I celebrated it for the first time last year, because my Beloved Lady Friend was sad, and I thought she might be sad about being single on That Day, so we went for a pint and talked about novel writing and rimming and mental illness, because that's how we roll. This year, there will be two Beloved Lady Friends, and cocktails, and it will probably be exactly like Sex & The City, except in grimy north London. By next year I anticipate reaching Knopelike levels of dedication with knitted cushions featuring intarsia designs of my friends' faces embroidered with inspiring quotes from Eleanor Roosevelt.

The other half of my objections to V-Day - if you love your partner so damn much, show it every day of the year; why do you need a special day to remind you to be nice to them? - can easily be applied to G-Day. I suppose the difference is, with the former, it feels like you're Being Told to participate, whereas the latter is an active choice. Plus, our culture never stops trumpeting the Enormous Power of Romantic Love - but taking time out to celebrate the joys of female friendship feels a tiny bit subversive.

I'm going to end this here before I start extolling the virtues of abjuring electric light in favour of aligning your cycle with that of the moon. Happy Galentine's.

Tuesday, 11 February 2014

Money where your fist is

"Would you like to sign a petition in support of striking Tube workers?"

Yes! Obviously, a thousand times yes! Even if I didn't know what they were striking for, I'd say yes; it's my default position - strikes are good. I'd say it's genetic, except my sister seems to have gone the other way.


It was only after I'd scrawled my name in a vague attempt at solidarity ("I'M SORRY I CROSSED A PICKET LINE IT'S JUST LONDON'S REALLY MASSIVE AND I CAN'T WORK FROM HOME BUT I DID FEEL REALLY BAD ABOUT IT IF THAT HELPS") that I realised that the petition was organised by the SWP.

Remember when ye olde Socialist Workers Party just slightly embarrassing, populated entirely by 1. the over-earnest and under-informed folks at uni desperate to talk to you about Palestine, 2. Mark Steel, and 3. my dad?

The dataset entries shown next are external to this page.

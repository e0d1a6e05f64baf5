//! Configuration Loader (Figment-based)
//!
//! Loads and merges configuration from multiple sources using Figment:
//! 1. Built-in defaults (Serialized)
//! 2. Global config (~/.config/verigen/config.toml)
//! 3. Project config (.verigen/config.toml)
//! 4. Environment variables (VERIGEN_* prefix)

use figment::{
    Figment,
    providers::{Env, Format, Serialized, Toml},
};
use std::env;
use std::fs;
use std::path::{Path, PathBuf};

use tracing::{debug, info};

use super::types::Config;
use crate::types::{Result, VerigenError};

/// Configuration loader
pub struct ConfigLoader;

impl ConfigLoader {
    /// Load configuration with full resolution chain:
    /// defaults → global → project → env vars
    pub fn load() -> Result<Config> {
        Self::load_with(Self::global_config_path(), &Self::project_config_path())
    }

    /// Load using explicit global and project paths
    pub fn load_with(global: Option<PathBuf>, project: &Path) -> Result<Config> {
        let mut figment = Figment::new().merge(Serialized::defaults(Config::default()));

        if let Some(global_path) = global
            && global_path.exists()
        {
            debug!("Loading global config from: {}", global_path.display());
            figment = figment.merge(Toml::file(&global_path));
        }

        if project.exists() {
            debug!("Loading project config from: {}", project.display());
            figment = figment.merge(Toml::file(project));
        }

        // VERIGEN_LLM_MODEL -> llm.model
        figment = figment.merge(Env::prefixed("VERIGEN_").split('_').lowercase(true));

        let config: Config = figment
            .extract()
            .map_err(|e| VerigenError::Config(format!("Configuration error: {}", e)))?;

        config.validate()?;

        Ok(config)
    }

    /// Load configuration from a specific file only
    pub fn load_from_file(path: &Path) -> Result<Config> {
        let config: Config = Figment::new()
            .merge(Serialized::defaults(Config::default()))
            .merge(Toml::file(path))
            .extract()
            .map_err(|e| VerigenError::Config(format!("Configuration error: {}", e)))?;
        config.validate()?;
        Ok(config)
    }

    // =========================================================================
    // Path Management
    // =========================================================================

    /// Global config directory (~/.config/verigen/)
    pub fn global_dir() -> Option<PathBuf> {
        env::var("XDG_CONFIG_HOME")
            .ok()
            .map(PathBuf::from)
            .or_else(|| directories::BaseDirs::new().map(|d| d.config_dir().to_path_buf()))
            .map(|p| p.join("verigen"))
    }

    pub fn global_config_path() -> Option<PathBuf> {
        Self::global_dir().map(|dir| dir.join("config.toml"))
    }

    pub fn project_config_path() -> PathBuf {
        Self::project_dir().join("config.toml")
    }

    /// Project data directory
    pub fn project_dir() -> PathBuf {
        PathBuf::from(".verigen")
    }

    // =========================================================================
    // Config Commands
    // =========================================================================

    /// Render the effective configuration as TOML or JSON
    pub fn render(config: &Config, as_json: bool) -> Result<String> {
        if as_json {
            Ok(serde_json::to_string_pretty(config)?)
        } else {
            toml::to_string_pretty(config).map_err(|e| VerigenError::Config(e.to_string()))
        }
    }

    // =========================================================================
    // Initialization
    // =========================================================================

    /// Write a default global config; returns its path
    pub fn init_global(force: bool) -> Result<PathBuf> {
        let global_dir = Self::global_dir().ok_or_else(|| {
            VerigenError::Config("Cannot determine global config directory".to_string())
        })?;
        Self::write_default(&global_dir, force)
    }

    /// Write a default project config under `.verigen/`; returns its path
    pub fn init_project(force: bool) -> Result<PathBuf> {
        let project_dir = Self::project_dir();
        fs::create_dir_all(project_dir.join("plugins"))?;
        Self::write_default(&project_dir, force)
    }

    fn write_default(dir: &Path, force: bool) -> Result<PathBuf> {
        fs::create_dir_all(dir)?;
        let config_path = dir.join("config.toml");
        if !config_path.exists() || force {
            fs::write(&config_path, Self::default_config())?;
            info!("Created config: {}", config_path.display());
        } else {
            info!("Config exists: {}", config_path.display());
        }
        Ok(config_path)
    }

    /// Default config content (TOML)
    fn default_config() -> &'static str {
        r#"# verigen configuration
# Project settings in .verigen/config.toml override ~/.config/verigen/config.toml.

version = "1.0"

[llm]
# offline | openai | ollama
provider = "offline"
timeout_secs = 300
temperature = 0.2
max_retries = 3

[pipeline]
max_repair_attempts = 2
stage_timeout_secs = 300

[sandbox]
# Unset = simulated runner. Example:
# test_command = ["npx", "vitest", "run", "--reporter=json"]
write_runner_config = true
test_timeout_secs = 120
tool_timeout_secs = 30

[plugins]
directories = [".verigen/plugins"]
install_dir = ".verigen/plugins"

[storage]
database = ".verigen/runs.db"
"#
    }
}

#[cfg(test)]
mod tests {
    use super::*;
    use tempfile::TempDir;

    #[test]
    fn test_load_defaults_without_files() {
        let temp = TempDir::new().unwrap();
        let config = ConfigLoader::load_with(None, &temp.path().join("missing.toml")).unwrap();
        assert_eq!(config.version, "1.0");
        assert_eq!(config.pipeline.max_repair_attempts, 2);
    }

    #[test]
    fn test_project_file_overrides_defaults() {
        let temp = TempDir::new().unwrap();
        let path = temp.path().join("config.toml");
        fs::write(
            &path,
            "[pipeline]\nmax_repair_attempts = 5\n[sandbox]\ntest_command = [\"npm\", \"test\"]\n",
        )
        .unwrap();

        let config = ConfigLoader::load_from_file(&path).unwrap();
        assert_eq!(config.pipeline.max_repair_attempts, 5);
        assert_eq!(
            config.sandbox.test_command,
            Some(vec!["npm".to_string(), "test".to_string()])
        );
        // untouched sections keep defaults
        assert_eq!(config.llm.provider, "offline");
    }

    #[test]
    fn test_default_config_file_parses() {
        let temp = TempDir::new().unwrap();
        let path = ConfigLoader::write_default(temp.path(), false).unwrap();
        let config = ConfigLoader::load_from_file(&path).unwrap();
        assert_eq!(config.sandbox.test_timeout_secs, 120);
    }

    #[test]
    fn test_invalid_file_is_rejected() {
        let temp = TempDir::new().unwrap();
        let path = temp.path().join("config.toml");
        fs::write(&path, "[llm]\ntemperature = 9.0\n").unwrap();
        assert!(ConfigLoader::load_from_file(&path).is_err());
    }

    #[test]
    fn test_render_toml() {
        let rendered = ConfigLoader::render(&Config::default(), false).unwrap();
        assert!(rendered.contains("[pipeline]"));
    }
}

No more! It turns out that the party is also, as an organisation, pretty cool with the idea of rape - or at least happier with the reality of women getting raped and their rapes getting hushed up than with the idea of tarnishing The Party by bringing their attackers to account. You know when you read those harrowing survivor accounts, where they detail how going through the justice system is often as horrific and violating as the assault itself? You would think, wouldn't you, that a party which proclaims itself to be in favour of revolution - which even pays lip service to the idea that a revolution in gender relations is as necessary as one in economic relations - would take this into account. But: not so much.
Some of the questions that followed included “what effect would you say drink and drugs had on you that night?” I was also asked and pushed to talk about abuse that had happened to me previously, as earlier on that night I had been emotional and had confided in the man that assaulted me. This was extremely upsetting for me during a process that was already hard enough. 
They claim to have "no faith in the bourgeois court system to deliver justice," but you've got to wonder what kind of justice they think they can provide when treating survivors with as little sensitivity or respect as the worst police officer.

Basically, the SWP's priorities go something like
1. WORLD REVOLUTION PUTTING THE WORKERS IN CHARGE
2. Palestine
3. Stopping The War
4. Publication of truly abysmal newspaper
5. ... 
... 
10. Uh, maybe we should do something about the oppression of women for millennia? And racism and homophobia and transphobia and all that other complicated Identity Politics shit that is really just a bourgeois distraction from Item 1, and also that we don't understand? When we've fixed the other stuff.
It is actually knackering trying to keep on top of all the things that are rubbish in the world. But it's important to try. The moral of the story being, be careful what you put your name to.